## Work item:
For these records, count the lines containing the word "position" and respond with the number alone.

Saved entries
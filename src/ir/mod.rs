//! Intermediate representation: gate vocabulary, validated operations,
//! and append-only circuits.

pub mod circuit;
pub mod gates;
pub mod operations;

pub use circuit::Circuit;
pub use gates::GateType;
pub use operations::Operation;
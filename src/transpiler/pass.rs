use crate::error::LoweringError;
use crate::ir::Circuit;

/// A trait for transpiler passes.
///
/// A pass takes a circuit and returns a transformed circuit, or fails
/// with a diagnostic naming what it could not transform. Passes never
/// mutate their input.
pub trait Pass {
    /// Returns the name of the pass.
    fn name(&self) -> &str;

    /// Runs the pass on the given circuit.
    fn run(&self, circuit: &Circuit) -> Result<Circuit, LoweringError>;
}

/// Manages a sequence of transpiler passes.
#[derive(Default)]
pub struct PassManager {
    passes: Vec<Box<dyn Pass>>,
}

impl PassManager {
    /// Creates a new empty PassManager.
    pub fn new() -> Self {
        Self { passes: Vec::new() }
    }

    /// Adds a pass to the manager.
    pub fn add_pass(&mut self, pass: Box<dyn Pass>) {
        self.passes.push(pass);
    }

    /// Runs all passes in sequence on the given circuit, stopping at
    /// the first failure.
    pub fn run(&self, circuit: &Circuit) -> Result<Circuit, LoweringError> {
        let mut current_circuit = circuit.clone();
        for pass in &self.passes {
            current_circuit = pass.run(&current_circuit)?;
        }
        Ok(current_circuit)
    }
}
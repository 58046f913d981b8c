use crate::ir::GateType;
use thiserror::Error;

/// Structural faults in an operation or circuit, raised eagerly at
/// construction time.
#[derive(Debug, Error, Clone, PartialEq, Eq)]
pub enum StructuralError {
    /// Operand count does not match the gate's arity.
    #[error("gate '{gate}' expects {expected} qubit(s), got {actual}")]
    ArityMismatch {
        gate: GateType,
        expected: usize,
        actual: usize,
    },
    /// Parameter count does not match the gate's declared parameters.
    #[error("gate '{gate}' expects {expected} parameter(s), got {actual}")]
    ParamCountMismatch {
        gate: GateType,
        expected: usize,
        actual: usize,
    },
    /// A qubit index lies outside the circuit's index space.
    #[error("qubit index {qubit} out of range for a circuit with {num_qubits} qubit(s)")]
    QubitOutOfRange { qubit: usize, num_qubits: usize },
    /// A two-qubit gate addresses the same qubit twice.
    #[error("gate '{gate}' addresses qubit {qubit} twice")]
    DuplicateQubit { gate: GateType, qubit: usize },
}

/// Caller-contract violations detected by the arithmetic synthesizer.
#[derive(Debug, Error, Clone, PartialEq, Eq)]
pub enum SynthesisError {
    /// The `a` and `b` registers share a qubit index.
    #[error("adder registers overlap at qubit {qubit}")]
    OverlappingRegisters { qubit: usize },
    #[error(transparent)]
    Structural(#[from] StructuralError),
}

/// Failure of the basis lowering pass.
#[derive(Debug, Error, Clone, PartialEq, Eq)]
pub enum LoweringError {
    /// A non-basis gate with no rewrite rule was encountered.
    #[error("no rewrite rule for gate '{gate}' at position {position}")]
    UnsupportedGate { gate: GateType, position: usize },
}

## Response:
2